**WHAT TO WORK ON**
Please go through the records below and return every line holding the word "ServerCertVerified".

Dataset items
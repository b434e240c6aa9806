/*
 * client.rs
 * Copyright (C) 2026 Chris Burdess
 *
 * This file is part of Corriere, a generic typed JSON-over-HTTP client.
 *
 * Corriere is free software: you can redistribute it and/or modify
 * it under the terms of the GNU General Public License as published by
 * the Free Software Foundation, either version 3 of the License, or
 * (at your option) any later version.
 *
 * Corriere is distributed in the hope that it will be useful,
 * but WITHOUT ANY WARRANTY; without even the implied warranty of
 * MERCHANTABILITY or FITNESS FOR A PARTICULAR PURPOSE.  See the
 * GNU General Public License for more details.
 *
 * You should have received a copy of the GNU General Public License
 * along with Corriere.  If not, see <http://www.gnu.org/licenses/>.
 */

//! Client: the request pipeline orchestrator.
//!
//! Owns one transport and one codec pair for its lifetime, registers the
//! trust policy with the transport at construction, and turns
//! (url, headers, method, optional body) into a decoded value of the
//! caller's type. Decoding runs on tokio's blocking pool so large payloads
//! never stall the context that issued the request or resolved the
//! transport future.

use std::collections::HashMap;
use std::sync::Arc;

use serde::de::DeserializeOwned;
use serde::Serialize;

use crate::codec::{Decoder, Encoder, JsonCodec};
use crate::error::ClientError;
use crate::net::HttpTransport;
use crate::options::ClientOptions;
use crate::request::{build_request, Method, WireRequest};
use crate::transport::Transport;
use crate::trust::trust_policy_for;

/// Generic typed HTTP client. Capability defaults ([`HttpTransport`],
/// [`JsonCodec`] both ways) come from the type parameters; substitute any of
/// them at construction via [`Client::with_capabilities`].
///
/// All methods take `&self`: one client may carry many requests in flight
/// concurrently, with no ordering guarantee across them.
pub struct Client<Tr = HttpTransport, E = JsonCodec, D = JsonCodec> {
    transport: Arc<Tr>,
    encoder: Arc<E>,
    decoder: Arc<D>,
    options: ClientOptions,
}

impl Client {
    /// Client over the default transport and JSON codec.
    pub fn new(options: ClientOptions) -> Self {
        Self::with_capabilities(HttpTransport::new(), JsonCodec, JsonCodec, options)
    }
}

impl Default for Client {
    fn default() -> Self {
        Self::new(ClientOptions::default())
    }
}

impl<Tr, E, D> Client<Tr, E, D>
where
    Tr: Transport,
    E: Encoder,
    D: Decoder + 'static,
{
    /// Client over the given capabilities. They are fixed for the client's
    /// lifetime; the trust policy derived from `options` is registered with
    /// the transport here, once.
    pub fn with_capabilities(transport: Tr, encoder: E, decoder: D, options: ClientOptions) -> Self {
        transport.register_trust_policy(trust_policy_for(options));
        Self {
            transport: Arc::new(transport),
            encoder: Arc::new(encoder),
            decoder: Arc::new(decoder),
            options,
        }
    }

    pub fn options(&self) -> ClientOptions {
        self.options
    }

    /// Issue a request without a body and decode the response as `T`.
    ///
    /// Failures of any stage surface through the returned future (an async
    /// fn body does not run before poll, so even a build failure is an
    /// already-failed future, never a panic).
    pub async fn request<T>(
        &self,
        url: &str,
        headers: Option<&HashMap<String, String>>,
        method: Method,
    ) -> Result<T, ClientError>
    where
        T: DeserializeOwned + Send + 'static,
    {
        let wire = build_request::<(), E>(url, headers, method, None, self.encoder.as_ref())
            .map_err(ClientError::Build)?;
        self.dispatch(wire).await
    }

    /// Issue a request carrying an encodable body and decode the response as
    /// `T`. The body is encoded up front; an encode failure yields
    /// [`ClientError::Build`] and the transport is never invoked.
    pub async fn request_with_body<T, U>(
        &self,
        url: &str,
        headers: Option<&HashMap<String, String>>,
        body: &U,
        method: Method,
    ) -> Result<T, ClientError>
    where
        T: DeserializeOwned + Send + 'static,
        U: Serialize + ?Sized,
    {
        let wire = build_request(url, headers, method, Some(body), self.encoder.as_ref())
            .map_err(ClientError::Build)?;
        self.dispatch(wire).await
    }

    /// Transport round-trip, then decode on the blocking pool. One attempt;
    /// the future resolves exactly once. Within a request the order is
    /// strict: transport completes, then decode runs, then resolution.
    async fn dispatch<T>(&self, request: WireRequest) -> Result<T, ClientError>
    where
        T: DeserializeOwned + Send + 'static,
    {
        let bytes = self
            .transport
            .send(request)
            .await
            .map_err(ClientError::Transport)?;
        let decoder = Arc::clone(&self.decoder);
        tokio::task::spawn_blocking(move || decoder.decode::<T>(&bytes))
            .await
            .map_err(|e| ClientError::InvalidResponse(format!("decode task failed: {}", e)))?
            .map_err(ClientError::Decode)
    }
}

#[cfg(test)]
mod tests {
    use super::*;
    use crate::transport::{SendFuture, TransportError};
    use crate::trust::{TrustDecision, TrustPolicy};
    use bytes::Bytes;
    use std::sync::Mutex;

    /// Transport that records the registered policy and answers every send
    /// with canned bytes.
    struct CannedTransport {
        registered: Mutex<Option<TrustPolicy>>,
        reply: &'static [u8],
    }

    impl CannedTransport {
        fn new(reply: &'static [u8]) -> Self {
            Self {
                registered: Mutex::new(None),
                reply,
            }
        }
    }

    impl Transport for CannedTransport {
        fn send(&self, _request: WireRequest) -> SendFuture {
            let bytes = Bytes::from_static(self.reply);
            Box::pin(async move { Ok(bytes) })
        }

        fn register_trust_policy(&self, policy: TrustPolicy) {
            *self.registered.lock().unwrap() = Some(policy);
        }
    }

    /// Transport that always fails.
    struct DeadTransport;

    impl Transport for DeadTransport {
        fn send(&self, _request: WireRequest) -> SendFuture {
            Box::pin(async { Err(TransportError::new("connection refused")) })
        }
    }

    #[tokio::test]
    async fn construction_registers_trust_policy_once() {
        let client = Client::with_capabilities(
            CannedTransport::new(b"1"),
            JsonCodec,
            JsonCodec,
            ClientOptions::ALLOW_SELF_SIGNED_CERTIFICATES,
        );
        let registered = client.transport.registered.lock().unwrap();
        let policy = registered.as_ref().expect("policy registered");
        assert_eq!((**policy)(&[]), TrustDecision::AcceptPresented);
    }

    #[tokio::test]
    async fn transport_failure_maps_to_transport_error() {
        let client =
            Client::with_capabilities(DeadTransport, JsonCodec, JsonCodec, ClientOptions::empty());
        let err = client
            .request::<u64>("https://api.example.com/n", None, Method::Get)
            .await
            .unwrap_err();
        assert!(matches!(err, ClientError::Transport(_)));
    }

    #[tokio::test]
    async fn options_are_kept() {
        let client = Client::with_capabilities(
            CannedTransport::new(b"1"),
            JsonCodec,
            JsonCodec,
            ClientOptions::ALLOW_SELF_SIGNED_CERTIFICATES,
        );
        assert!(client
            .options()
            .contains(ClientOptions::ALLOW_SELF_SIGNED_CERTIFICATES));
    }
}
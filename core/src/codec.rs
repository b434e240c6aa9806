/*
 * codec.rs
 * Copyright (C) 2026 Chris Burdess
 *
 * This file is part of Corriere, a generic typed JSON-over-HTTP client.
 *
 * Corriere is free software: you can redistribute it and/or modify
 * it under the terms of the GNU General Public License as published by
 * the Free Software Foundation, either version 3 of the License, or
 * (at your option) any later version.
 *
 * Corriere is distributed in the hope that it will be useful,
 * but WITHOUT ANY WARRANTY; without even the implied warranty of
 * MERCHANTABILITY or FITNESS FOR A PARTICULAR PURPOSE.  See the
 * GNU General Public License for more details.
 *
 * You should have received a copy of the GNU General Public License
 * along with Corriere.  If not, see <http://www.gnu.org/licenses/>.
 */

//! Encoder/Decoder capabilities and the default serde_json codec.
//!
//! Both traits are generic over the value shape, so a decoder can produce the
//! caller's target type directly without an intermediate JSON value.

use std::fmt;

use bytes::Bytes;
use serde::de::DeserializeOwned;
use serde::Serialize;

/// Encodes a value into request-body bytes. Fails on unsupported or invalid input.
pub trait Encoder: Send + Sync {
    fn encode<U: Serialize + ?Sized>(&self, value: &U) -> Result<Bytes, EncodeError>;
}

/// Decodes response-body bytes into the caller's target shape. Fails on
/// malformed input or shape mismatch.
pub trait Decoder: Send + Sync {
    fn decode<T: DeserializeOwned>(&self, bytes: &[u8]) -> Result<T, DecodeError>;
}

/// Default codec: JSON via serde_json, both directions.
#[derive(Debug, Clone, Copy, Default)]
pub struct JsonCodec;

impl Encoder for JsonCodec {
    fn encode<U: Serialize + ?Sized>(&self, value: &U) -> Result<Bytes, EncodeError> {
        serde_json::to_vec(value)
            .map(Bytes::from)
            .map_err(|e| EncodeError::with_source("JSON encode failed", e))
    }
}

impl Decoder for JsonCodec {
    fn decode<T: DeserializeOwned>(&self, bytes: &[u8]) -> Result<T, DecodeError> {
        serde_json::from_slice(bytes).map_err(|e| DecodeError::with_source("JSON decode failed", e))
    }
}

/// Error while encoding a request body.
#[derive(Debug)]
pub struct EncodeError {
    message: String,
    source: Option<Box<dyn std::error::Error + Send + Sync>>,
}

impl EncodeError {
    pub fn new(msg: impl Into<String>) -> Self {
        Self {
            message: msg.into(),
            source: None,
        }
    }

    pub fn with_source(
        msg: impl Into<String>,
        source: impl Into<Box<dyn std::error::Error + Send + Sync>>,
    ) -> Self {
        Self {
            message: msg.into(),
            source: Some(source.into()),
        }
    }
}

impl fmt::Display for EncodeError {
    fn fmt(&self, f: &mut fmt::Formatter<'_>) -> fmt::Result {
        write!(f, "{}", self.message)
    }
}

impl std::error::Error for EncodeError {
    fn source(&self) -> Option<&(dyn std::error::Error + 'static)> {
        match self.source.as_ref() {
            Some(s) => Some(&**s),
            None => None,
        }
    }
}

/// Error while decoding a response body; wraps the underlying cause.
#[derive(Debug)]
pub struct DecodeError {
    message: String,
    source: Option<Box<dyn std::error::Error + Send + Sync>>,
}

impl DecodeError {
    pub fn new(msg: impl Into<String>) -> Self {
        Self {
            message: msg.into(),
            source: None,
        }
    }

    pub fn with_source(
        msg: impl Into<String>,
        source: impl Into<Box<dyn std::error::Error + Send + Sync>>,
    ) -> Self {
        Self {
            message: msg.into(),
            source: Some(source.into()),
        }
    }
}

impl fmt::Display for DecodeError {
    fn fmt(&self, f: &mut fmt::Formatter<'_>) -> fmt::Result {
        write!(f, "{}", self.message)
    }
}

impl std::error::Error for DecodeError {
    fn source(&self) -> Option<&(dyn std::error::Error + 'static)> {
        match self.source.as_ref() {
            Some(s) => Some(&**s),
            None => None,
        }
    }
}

--

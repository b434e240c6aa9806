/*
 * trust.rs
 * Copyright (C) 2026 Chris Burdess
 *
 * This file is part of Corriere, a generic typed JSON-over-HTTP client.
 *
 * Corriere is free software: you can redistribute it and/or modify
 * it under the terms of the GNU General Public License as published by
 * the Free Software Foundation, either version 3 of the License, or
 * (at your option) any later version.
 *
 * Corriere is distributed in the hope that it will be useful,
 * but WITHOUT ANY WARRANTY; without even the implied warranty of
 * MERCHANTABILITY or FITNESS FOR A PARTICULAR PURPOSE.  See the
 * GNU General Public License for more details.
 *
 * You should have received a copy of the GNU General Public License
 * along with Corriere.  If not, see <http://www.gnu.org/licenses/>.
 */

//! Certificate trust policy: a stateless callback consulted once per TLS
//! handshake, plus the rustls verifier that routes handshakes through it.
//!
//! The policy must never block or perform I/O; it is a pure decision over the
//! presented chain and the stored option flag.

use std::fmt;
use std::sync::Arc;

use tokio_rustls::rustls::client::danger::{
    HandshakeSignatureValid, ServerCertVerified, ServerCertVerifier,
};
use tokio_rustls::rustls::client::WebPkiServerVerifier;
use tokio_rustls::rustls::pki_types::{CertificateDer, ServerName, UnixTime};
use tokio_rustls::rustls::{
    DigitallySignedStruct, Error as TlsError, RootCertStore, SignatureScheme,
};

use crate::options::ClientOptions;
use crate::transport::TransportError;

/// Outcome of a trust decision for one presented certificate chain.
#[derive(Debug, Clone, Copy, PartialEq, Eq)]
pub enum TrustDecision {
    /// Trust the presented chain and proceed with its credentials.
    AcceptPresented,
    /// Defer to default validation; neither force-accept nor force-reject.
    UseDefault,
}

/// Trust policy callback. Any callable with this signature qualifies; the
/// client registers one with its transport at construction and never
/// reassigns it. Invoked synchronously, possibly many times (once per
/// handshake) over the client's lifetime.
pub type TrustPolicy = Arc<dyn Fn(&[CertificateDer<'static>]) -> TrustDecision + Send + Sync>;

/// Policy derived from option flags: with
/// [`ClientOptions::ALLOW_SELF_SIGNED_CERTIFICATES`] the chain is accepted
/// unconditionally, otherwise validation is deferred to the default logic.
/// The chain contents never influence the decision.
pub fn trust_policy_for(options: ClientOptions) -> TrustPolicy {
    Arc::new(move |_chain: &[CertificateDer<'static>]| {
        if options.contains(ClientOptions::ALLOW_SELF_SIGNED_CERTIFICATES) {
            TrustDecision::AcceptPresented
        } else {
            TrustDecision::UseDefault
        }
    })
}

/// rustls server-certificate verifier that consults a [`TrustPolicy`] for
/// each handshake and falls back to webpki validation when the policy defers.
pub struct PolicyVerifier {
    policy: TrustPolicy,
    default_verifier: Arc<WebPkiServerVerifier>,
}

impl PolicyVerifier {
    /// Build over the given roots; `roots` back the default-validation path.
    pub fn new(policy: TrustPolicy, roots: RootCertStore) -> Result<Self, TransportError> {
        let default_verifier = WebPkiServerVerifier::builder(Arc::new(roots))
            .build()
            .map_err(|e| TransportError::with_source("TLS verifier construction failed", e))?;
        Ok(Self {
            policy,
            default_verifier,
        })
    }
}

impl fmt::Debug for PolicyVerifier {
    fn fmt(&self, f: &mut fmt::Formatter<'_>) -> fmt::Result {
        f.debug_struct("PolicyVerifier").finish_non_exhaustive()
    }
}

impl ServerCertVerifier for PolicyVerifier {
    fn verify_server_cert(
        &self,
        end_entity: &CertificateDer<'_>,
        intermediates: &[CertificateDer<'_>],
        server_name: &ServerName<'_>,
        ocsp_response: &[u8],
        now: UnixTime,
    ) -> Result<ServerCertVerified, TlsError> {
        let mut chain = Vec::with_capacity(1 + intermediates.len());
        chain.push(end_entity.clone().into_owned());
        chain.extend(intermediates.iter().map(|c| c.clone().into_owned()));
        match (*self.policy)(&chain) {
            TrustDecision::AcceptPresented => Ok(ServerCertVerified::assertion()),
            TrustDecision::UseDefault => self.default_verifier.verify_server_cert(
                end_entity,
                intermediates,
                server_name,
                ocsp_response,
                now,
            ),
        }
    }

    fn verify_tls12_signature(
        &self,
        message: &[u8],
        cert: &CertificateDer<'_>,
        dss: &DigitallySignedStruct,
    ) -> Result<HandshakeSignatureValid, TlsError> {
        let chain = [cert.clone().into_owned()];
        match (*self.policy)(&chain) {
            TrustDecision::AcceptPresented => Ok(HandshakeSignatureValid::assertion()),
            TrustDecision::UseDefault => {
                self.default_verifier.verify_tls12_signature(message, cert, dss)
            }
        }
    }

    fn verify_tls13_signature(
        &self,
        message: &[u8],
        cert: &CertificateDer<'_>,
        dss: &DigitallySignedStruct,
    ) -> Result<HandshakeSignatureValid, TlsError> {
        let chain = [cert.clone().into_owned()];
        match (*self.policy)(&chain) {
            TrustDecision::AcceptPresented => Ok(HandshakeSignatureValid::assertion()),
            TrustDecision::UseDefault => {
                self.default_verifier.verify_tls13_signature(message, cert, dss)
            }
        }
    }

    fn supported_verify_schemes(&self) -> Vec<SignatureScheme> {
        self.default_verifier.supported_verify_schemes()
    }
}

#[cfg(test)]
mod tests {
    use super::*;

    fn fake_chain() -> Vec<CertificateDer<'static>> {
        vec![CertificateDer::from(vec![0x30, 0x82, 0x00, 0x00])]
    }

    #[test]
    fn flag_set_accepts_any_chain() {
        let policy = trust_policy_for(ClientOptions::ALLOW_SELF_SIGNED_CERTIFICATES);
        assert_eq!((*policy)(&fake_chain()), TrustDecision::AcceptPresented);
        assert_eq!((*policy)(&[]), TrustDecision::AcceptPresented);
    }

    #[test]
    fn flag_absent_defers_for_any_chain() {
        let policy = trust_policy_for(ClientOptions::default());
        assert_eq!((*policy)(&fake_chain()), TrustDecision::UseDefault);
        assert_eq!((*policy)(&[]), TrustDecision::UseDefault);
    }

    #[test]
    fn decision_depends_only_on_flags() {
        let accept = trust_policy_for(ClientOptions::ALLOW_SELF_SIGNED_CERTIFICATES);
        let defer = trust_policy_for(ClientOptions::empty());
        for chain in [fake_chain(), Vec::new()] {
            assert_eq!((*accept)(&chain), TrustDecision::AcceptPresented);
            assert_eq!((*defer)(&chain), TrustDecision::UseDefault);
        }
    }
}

**PROBLEM SOLUTION**
    HandshakeSignatureValid, ServerCertVerified, ServerCertVerifier,
    ) -> Result<ServerCertVerified, TlsError> {
            TrustDecision::AcceptPresented => Ok(ServerCertVerified::assertion()),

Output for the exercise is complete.